Pen had a nontraditional upbringing; he was raised by devout evangelical missionaries, and his family moved between Canada, Bangladesh, the United States, and Haiti. It was a morally rigid household which he viewed as unsupportive, inauthentic, and untrustworthy, which likely contributed to feeling disconnected from others as a child. Nonetheless, he was able to form some healthy and genuine relationships with others throughout his life. While Veteran's assessment measures suggest a high probability of Autism, many of the symptoms endorsed on these measures were either not present throughout all stages of his life or are likely to be better explained by PTSD or ADHD. For example, the Veteran's strong avoidance of groups of people or desire for order/control are likely related to his traumatic experiences. While the Veteran endorsed feeling disconnected from others and partners have reported interpersonally challenging behaviors, he has demonstrated the ability and capacity to connect with others and have meaningful relationships in childhood and adulthood. He demonstrated insight, ability to be empathetic, enjoyment in valued interactions with others, and ability to be cognitively flexible despite his strong preference for being alone, focusing on specific interests, and having a highly structured and rule-oriented environment. Furthermore, Veteran does not report or demonstrate pervasive and sustained impairments in communication or stereotyped or repetitive motor movements or vocal patterns. Considering these factors, Veteran does not meet the diagnostic criteria for ASD.

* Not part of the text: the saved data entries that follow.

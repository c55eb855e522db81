//! In-memory session history.

use chrono::NaiveDate;

use super::{SessionHistoryStore, StoreError};
use crate::types::SessionRecord;

/// Session history kept in a `Vec`, lost when dropped.
#[derive(Debug, Clone, Default)]
pub struct MemoryHistory {
    records: Vec<SessionRecord>,
}

impl MemoryHistory {
    /// Creates an empty history.
    pub fn new() -> Self {
        Self::default()
    }

    /// Creates a history pre-filled with `records`.
    pub fn with_records(records: Vec<SessionRecord>) -> Self {
        Self { records }
    }

    /// Returns the stored records, oldest first.
    pub fn records(&self) -> &[SessionRecord] {
        &self.records
    }

    /// Returns the number of stored records.
    pub fn len(&self) -> usize {
        self.records.len()
    }

    /// Returns true if nothing has been recorded.
    pub fn is_empty(&self) -> bool {
        self.records.is_empty()
    }
}

impl SessionHistoryStore for MemoryHistory {
    fn append(&mut self, record: SessionRecord) -> Result<(), StoreError> {
        self.records.push(record);
        Ok(())
    }

    fn query_by_day(&self, date: NaiveDate) -> Result<Vec<SessionRecord>, StoreError> {
        Ok(self
            .records
            .iter()
            .filter(|r| r.started_on(date))
            .cloned()
            .collect())
    }

    fn update_last_note(&mut self, note: &str) -> Result<bool, StoreError> {
        match self.records.last_mut() {
            Some(last) => {
                last.note = note.to_string();
                Ok(true)
            }
            None => Ok(false),
        }
    }

    fn all(&self) -> Result<Vec<SessionRecord>, StoreError> {
        Ok(self.records.clone())
    }
}

#[cfg(test)]
mod tests {
    use super::*;
    use crate::types::SessionKind;
    use chrono::{Duration, Local, Utc};

    fn completed(kind: SessionKind, started_at: chrono::DateTime<Utc>) -> SessionRecord {
        let mut record = SessionRecord::begin(kind, kind_minutes(kind), None, started_at);
        record.finish(started_at, true);
        record
    }

    fn kind_minutes(kind: SessionKind) -> u32 {
        match kind {
            SessionKind::Focus => 25,
            SessionKind::ShortBreak => 5,
            SessionKind::LongBreak => 15,
        }
    }

    #[test]
    fn test_append_and_all() {
        let mut history = MemoryHistory::new();
        assert!(history.is_empty());

        history
            .append(completed(SessionKind::Focus, Utc::now()))
            .unwrap();
        history
            .append(completed(SessionKind::ShortBreak, Utc::now()))
            .unwrap();

        assert_eq!(history.len(), 2);
        let all = history.all().unwrap();
        assert_eq!(all[0].kind, SessionKind::Focus);
        assert_eq!(all[1].kind, SessionKind::ShortBreak);
    }

    #[test]
    fn test_query_by_day_filters_other_days() {
        let now = Utc::now();
        let history = MemoryHistory::with_records(vec![
            completed(SessionKind::Focus, now - Duration::days(3)),
            completed(SessionKind::Focus, now),
        ]);

        let today = now.with_timezone(&Local).date_naive();
        let records = history.query_by_day(today).unwrap();
        assert_eq!(records.len(), 1);
        assert_eq!(records[0].started_at, now);
    }

    #[test]
    fn test_update_last_note() {
        let mut history = MemoryHistory::with_records(vec![
            completed(SessionKind::Focus, Utc::now()),
            completed(SessionKind::ShortBreak, Utc::now()),
        ]);

        assert!(history.update_last_note("chapter 3 done").unwrap());
        assert_eq!(history.records()[1].note, "chapter 3 done");
        assert!(history.records()[0].note.is_empty());
    }

    #[test]
    fn test_update_last_note_empty_history() {
        let mut history = MemoryHistory::new();
        assert!(!history.update_last_note("nothing").unwrap());
    }
}
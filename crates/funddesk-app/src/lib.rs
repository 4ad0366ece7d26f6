// Copyright 2026 Phillip Cloud
// Licensed under the Apache License, Version 2.0

pub mod confirm;
pub mod headers;
pub mod ids;
pub mod inflight;
pub mod list;
pub mod model;
pub mod query;
pub mod state;

pub use confirm::*;
pub use headers::*;
pub use ids::*;
pub use inflight::*;
pub use list::*;
pub use model::*;
pub use query::*;
pub use state::*;
// Copyright 2026 Phillip Cloud
// Licensed under the Apache License, Version 2.0

use serde::{Deserialize, Serialize};

macro_rules! entity_id {
    ($name:ident) => {
        #[derive(
            Debug, Clone, Copy, PartialEq, Eq, PartialOrd, Ord, Hash, Serialize, Deserialize,
        )]
        #[serde(transparent)]
        pub struct $name(i64);

        impl $name {
            pub const fn new(value: i64) -> Self {
                Self(value)
            }

            pub const fn get(self) -> i64 {
                self.0
            }
        }

        impl From<i64> for $name {
            fn from(value: i64) -> Self {
                Self(value)
            }
        }
    };
}

entity_id!(SecurityId);
entity_id!(AccountId);
entity_id!(FundId);
entity_id!(TransactionId);
// Copyright 2026 Phillip Cloud
// Licensed under the Apache License, Version 2.0

use crate::list::ListState;
use crate::model::SortDirection;

/// Wire-level pagination parameters derived from a [`ListState`].
/// Deciding how the backend encodes `filter` into its query grammar is
/// the API client's job; this type only records whether a filter exists
/// and what the term is.
#[derive(Debug, Clone, PartialEq, Eq)]
pub struct PageQuery {
    pub limit: u32,
    pub offset: u32,
    pub sort_by: String,
    pub sort_direction: SortDirection,
    pub filter: Option<String>,
}

impl PageQuery {
    /// Pure projection: no I/O, deterministic given the state.
    pub fn from_state(state: &ListState) -> Self {
        Self {
            limit: state.page_size,
            offset: state
                .page
                .saturating_sub(1)
                .saturating_mul(state.page_size),
            sort_by: state.sort_column.clone(),
            sort_direction: state.sort_direction,
            filter: if state.search_term.is_empty() {
                None
            } else {
                Some(state.search_term.clone())
            },
        }
    }
}

#[cfg(test)]
mod tests {
    use super::PageQuery;
    use crate::list::{ListDefaults, ListState, PersistedListState};
    use crate::model::SortDirection;

    fn state() -> ListState {
        ListState {
            search_term: String::new(),
            page: 1,
            page_size: 15,
            sort_column: "ticker".to_owned(),
            sort_direction: SortDirection::Asc,
        }
    }

    #[test]
    fn offset_is_page_minus_one_times_page_size() {
        let mut state = state();
        state.page = 3;
        let query = PageQuery::from_state(&state);
        assert_eq!(query.limit, 15);
        assert_eq!(query.offset, 30);
    }

    #[test]
    fn first_page_has_zero_offset() {
        let query = PageQuery::from_state(&state());
        assert_eq!(query.offset, 0);
    }

    #[test]
    fn huge_persisted_page_saturates_instead_of_overflowing() {
        let defaults = ListDefaults {
            storage_key: "list.securities",
            sort_column: "ticker",
            sort_direction: SortDirection::Asc,
            page_size: 15,
            sortable_columns: &["ticker"],
        };
        let persisted = PersistedListState {
            page: Some(u32::MAX),
            ..PersistedListState::default()
        };
        let state = persisted.merge_onto(&defaults);
        let query = PageQuery::from_state(&state);
        assert_eq!(query.offset, u32::MAX);
    }

    #[test]
    fn empty_search_term_omits_the_filter() {
        let query = PageQuery::from_state(&state());
        assert_eq!(query.filter, None);
    }

    #[test]
    fn non_empty_search_term_becomes_the_filter() {
        let mut state = state();
        state.search_term = "AAPL".to_owned();
        let query = PageQuery::from_state(&state);
        assert_eq!(query.filter.as_deref(), Some("AAPL"));
    }

    #[test]
    fn sort_fields_pass_through() {
        let mut state = state();
        state.sort_column = "name".to_owned();
        state.sort_direction = SortDirection::Desc;
        let query = PageQuery::from_state(&state);
        assert_eq!(query.sort_by, "name");
        assert_eq!(query.sort_direction, SortDirection::Desc);
    }
}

Veteran has insight into his strong personal preferences for an organized home environment and has examples of how his organizational systems can take excessive time to maintain and he can become frustrated with others when they do not comply with the system. However, this is not debilitating and he is able to demonstrate flexibility and move past things that are not in order following initial reaction of frustration. Further, much of his current rigid organizational patterns and "rules" were developed as an adult during or after the military as a response to inattention or trauma reactions. Considering this, Veteran does not meet diagnostic criteria for OCPD as related symptoms appear better explained by other diagnoses.
Overall, this assessment profile indicated symptoms consistent with PTSD and ADHD that manifest in both emotional and physical symptoms. Depression symptom severity is to be expected considering Veteran's lifetime of adjusting behavior to neurotypical expectations and having to function in invalidating and stressful/traumatic environments, all of which can be lonely and exhausting. The years of unresolved trauma and chronic pain most likely compound his executive functioning capability and interpersonal challenges.
While some of his assessment responses suggested that low mood and energy may negatively impact his ability to engage in care, his intelligence, established values, openness, work-ethic, and insight suggest he will engage in treatment effectively and have a favorable prognosis and likely beneficial therapeutic outcome.
314.01 (F90.1) Attention Deficit Hyperactivity Disorder, Predominantly
hyperactive/impulsive presentation, Moderate
309.81 (F43.10) Posttraumatic Stress Disorder, Chronic
If you read all the way to the end, I thank you.
The point of sharing this diagnostic outcome is simple: it sucks to know something is wrong with your brain and be dismissed every time you try to get others to pay attention to that fact. It only took me a half-century of trying before I got someone to meaningly listen.
If you know of someone similar to me, someone who needs help and isn’t getting it, direct them here. I will do my best to put that individual in touch with the right parties. Life is short and often brutal. If I can mitigate someone’s suffering, I will.
I am grateful to everyone who struggled before I came along in order to build a society and culture based on science and evidence. If they had not existed and struggled, my life would be a living hell. Instead, despite many challenges along the way, I have a data-driven, evidence-based safe space in which to exist for now.
I am able to share that with you, the reader, and for that I am always thankful.